Duobinary format sharply improves spectral efficiency

March 1, 2001

Sunny Bains

A team from Corning Inc. (Corning, NY) has developed a duobinary format WDM system that can make use of half the theoretically available information-carrying potential of an optical fiber with a signal length much longer than has previously been realized. Transmission over 170 km with 20-GHz-spaced channels has been achieved, and researchers say they could get even higher spectral efficiency with better lasers. The Q measurement for the system was more than 17 dB and would be higher in a full demonstrator, say the researchers.

Duobinary format is a means of encoding signals that is more efficient than nonreturn to zero (NRZ) in terms of bandwidth and allows errors to be detected without the need for additional data bits. It is a three-level code (+1, 0, -1) where the value of each bit is determined not just by its own value, but the value of the bit that went immediately before it. It is efficient because only one extra bit is required per arbitrary string (pseudo-random bit sequence or PSBR). As a result, the larger the strings that can be transmitted, the more efficient the format becomes. Its error-correcting ability comes from the fact that the bits are correlated (not independent), so most errors will cause an inconsistency in the received code that can be detected easily.

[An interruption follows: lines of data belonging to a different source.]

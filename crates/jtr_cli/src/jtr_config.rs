use std::collections::BTreeMap;
use std::fs;
use std::path::{Path, PathBuf};

use anyhow::{anyhow, Context};
use etcetera::{app_strategy, AppStrategy, AppStrategyArgs};
use jtr_executor::RunConfigSet;
use jtr_runner::RunConfig;
use serde_derive::{Deserialize, Serialize};

#[derive(Deserialize, Serialize, Debug, PartialEq, Eq, Default)]
#[serde(default, deny_unknown_fields)]
pub struct JtrConfig {
    /// JDK to run tests with. Defaults to `$JAVA_HOME`.
    pub java_home: Option<PathBuf>,
    /// The test runner artifact.
    pub runner_jar: PathBuf,
    /// Where sessions keep their scratch files. Defaults to jtr's cache directory.
    pub storage_root: Option<PathBuf>,
    /// Classpath of projects without their own.
    pub classpath: Vec<PathBuf>,
    pub projects: BTreeMap<String, ProjectConfig>,
    /// Run configurations of the project root the configuration file belongs to.
    pub run_configs: Vec<RunConfig>,
    /// Configurations used instead of `run_configs` when runs are debugged.
    pub debug_configs: Vec<RunConfig>,
    /// Run configurations of further project roots.
    pub roots: Vec<RunConfigSet>,
}

#[derive(Deserialize, Serialize, Debug, PartialEq, Eq, Default, Clone)]
#[serde(default, deny_unknown_fields)]
pub struct ProjectConfig {
    pub classpath: Vec<PathBuf>,
}

impl JtrConfig {
    pub fn java_home(&self) -> anyhow::Result<PathBuf> {
        match &self.java_home {
            Some(java_home) => Ok(java_home.clone()),
            None => std::env::var_os("JAVA_HOME")
                .map(PathBuf::from)
                .ok_or_else(|| anyhow!("no java_home configured, and JAVA_HOME is not set")),
        }
    }

    pub fn storage_root(&self) -> anyhow::Result<PathBuf> {
        match &self.storage_root {
            Some(root) => Ok(root.clone()),
            None => Ok(jtr_strategy()?.cache_dir().join("storage")),
        }
    }

    pub fn run_config_sets(&self) -> Vec<RunConfigSet> {
        let mut sets = vec![];
        if !self.run_configs.is_empty() || !self.debug_configs.is_empty() {
            sets.push(RunConfigSet {
                root: None,
                run: self.run_configs.clone(),
                debug: self.debug_configs.clone(),
            });
        }
        sets.extend(self.roots.iter().cloned());
        sets
    }

    /// The classpath of each configured project.
    pub fn project_classpaths(&self) -> BTreeMap<String, Vec<PathBuf>> {
        self.projects
            .iter()
            .map(|(name, project)| (name.clone(), project.classpath.clone()))
            .collect()
    }
}

fn jtr_strategy() -> anyhow::Result<app_strategy::Xdg> {
    Ok(app_strategy::Xdg::new(AppStrategyArgs {
        top_level_domain: "io".to_string(),
        author: "jtr".to_string(),
        app_name: "jtr".to_string(),
    })?)
}

/// `config.toml` in jtr's configuration directory.
pub fn jtr_config_filepath() -> anyhow::Result<PathBuf> {
    Ok(jtr_strategy()?.config_dir().join("config.toml"))
}

pub fn read_jtr_config(path: &Path) -> anyhow::Result<JtrConfig> {
    let toml_str = fs::read_to_string(path)
        .with_context(|| format!("failed to read configuration file {}", path.display()))?;
    let config = toml::from_str(&toml_str)
        .with_context(|| format!("invalid configuration file {}", path.display()))?;
    Ok(config)
}

#[cfg(test)]
mod tests {
    use std::io::Write;
    use std::path::PathBuf;

    use indoc::indoc;
    use jtr_runner::LaunchMode;
    use tempfile::NamedTempFile;

    use super::read_jtr_config;

    fn write_config(contents: &str) -> NamedTempFile {
        let mut file = NamedTempFile::new().expect("Failed to create temporary file");
        file.write_all(contents.as_bytes()).unwrap();
        file
    }

    #[test]
    fn reads_full_config() {
        let file = write_config(indoc! {r#"
            java_home = "/jdk"
            runner_jar = "/opt/jtr/runner.jar"
            classpath = ["/app/classes"]

            [projects.lib]
            classpath = ["/lib/classes", "/lib/deps.jar"]

            [[run_configs]]
            name = "unit"
            default = true
            vm_args = ["-Xmx1g"]
            env = { APP_ENV = "test" }

            [[run_configs]]
            name = "launched"
            launch_mode = "launch"

            [[debug_configs]]
            name = "suspended"
            default = true

            [[roots]]
            root = "/other"

            [[roots.run]]
            name = "other"

            [[roots.debug]]
            name = "other-debug"
        "#});

        let config = read_jtr_config(file.path()).unwrap();
        assert_eq!(config.java_home().unwrap(), PathBuf::from("/jdk"));
        assert_eq!(config.runner_jar, PathBuf::from("/opt/jtr/runner.jar"));
        assert_eq!(
            config.project_classpaths()["lib"],
            vec![PathBuf::from("/lib/classes"), PathBuf::from("/lib/deps.jar")]
        );

        let sets = config.run_config_sets();
        assert_eq!(sets.len(), 2);
        assert_eq!(sets[0].run[0].name, "unit");
        assert!(sets[0].run[0].default);
        assert_eq!(sets[0].run[0].env["APP_ENV"], "test");
        assert_eq!(sets[0].run[1].launch_mode, LaunchMode::Launch);
        assert_eq!(sets[0].for_mode(true)[0].name, "suspended");
        assert_eq!(sets[1].root, Some(PathBuf::from("/other")));
        assert_eq!(sets[1].run[0].name, "other");
        assert_eq!(sets[1].debug[0].name, "other-debug");
    }

    #[test]
    fn explicit_storage_root() {
        let file = write_config("runner_jar = \"/r.jar\"\nstorage_root = \"/scratch\"\n");
        let config = read_jtr_config(file.path()).unwrap();
        assert_eq!(config.storage_root().unwrap(), PathBuf::from("/scratch"));
        assert!(config.run_config_sets().is_empty());
    }

    #[test]
    fn debug_configs_alone_make_a_set() {
        let file = write_config(indoc! {r#"
            runner_jar = "/r.jar"

            [[debug_configs]]
            name = "attach"
        "#});
        let sets = read_jtr_config(file.path()).unwrap().run_config_sets();
        assert_eq!(sets.len(), 1);
        assert!(sets[0].run.is_empty());
        assert_eq!(sets[0].debug[0].name, "attach");
    }

    #[test]
    fn unknown_keys_are_rejected() {
        let file = write_config("runner_jar = \"/r.jar\"\nrunner_jars = []\n");
        let error = read_jtr_config(file.path()).unwrap_err();
        assert!(format!("{error:#}").contains("runner_jars"), "{error:#}");
    }

    #[test]
    fn missing_file() {
        let error = read_jtr_config("/no/such/jtr.toml".as_ref()).unwrap_err();
        assert!(error.to_string().contains("/no/such/jtr.toml"));
    }
}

In the Corning setup, the output of 16 lasers centered around 1554 nm are brought together and modulated by a Mach-Zehnder (interferometric) modulator (see figure).1 The output, in turn, is controlled by two erbium-doped fiber amplifiers that are receiving the data and an inverted copy of the data, respectively. The result is the transmission of the three-level signal through the system on all wavelength channels. The transmission takes place through two different fibers: 80 km of single-mode fiber—which has a larger core and higher chromatic dispersion, thus reducing nonlinearities—and 90 km of large effective area fiber (LEAF). The latter has a smaller effective core, thus increasing the gain of a Raman amplifier placed at the end of the optical link.

The fact that the spectral efficiency and signal length used in this system were so high, the researchers say, demonstrates that the duobinary format is applicable to commercial systems. Some crossphase modulation was evident in the experiment but was partly induced by the fact that all channels were carrying the same signal, which would not be true in a real network.

REFERENCE

  1. K. S. Cheng et al., Elect. Lett. 36 (21), 1791 (Oct. 12, 2000).

Sunny Bains is a scientist and journalist based in London, England.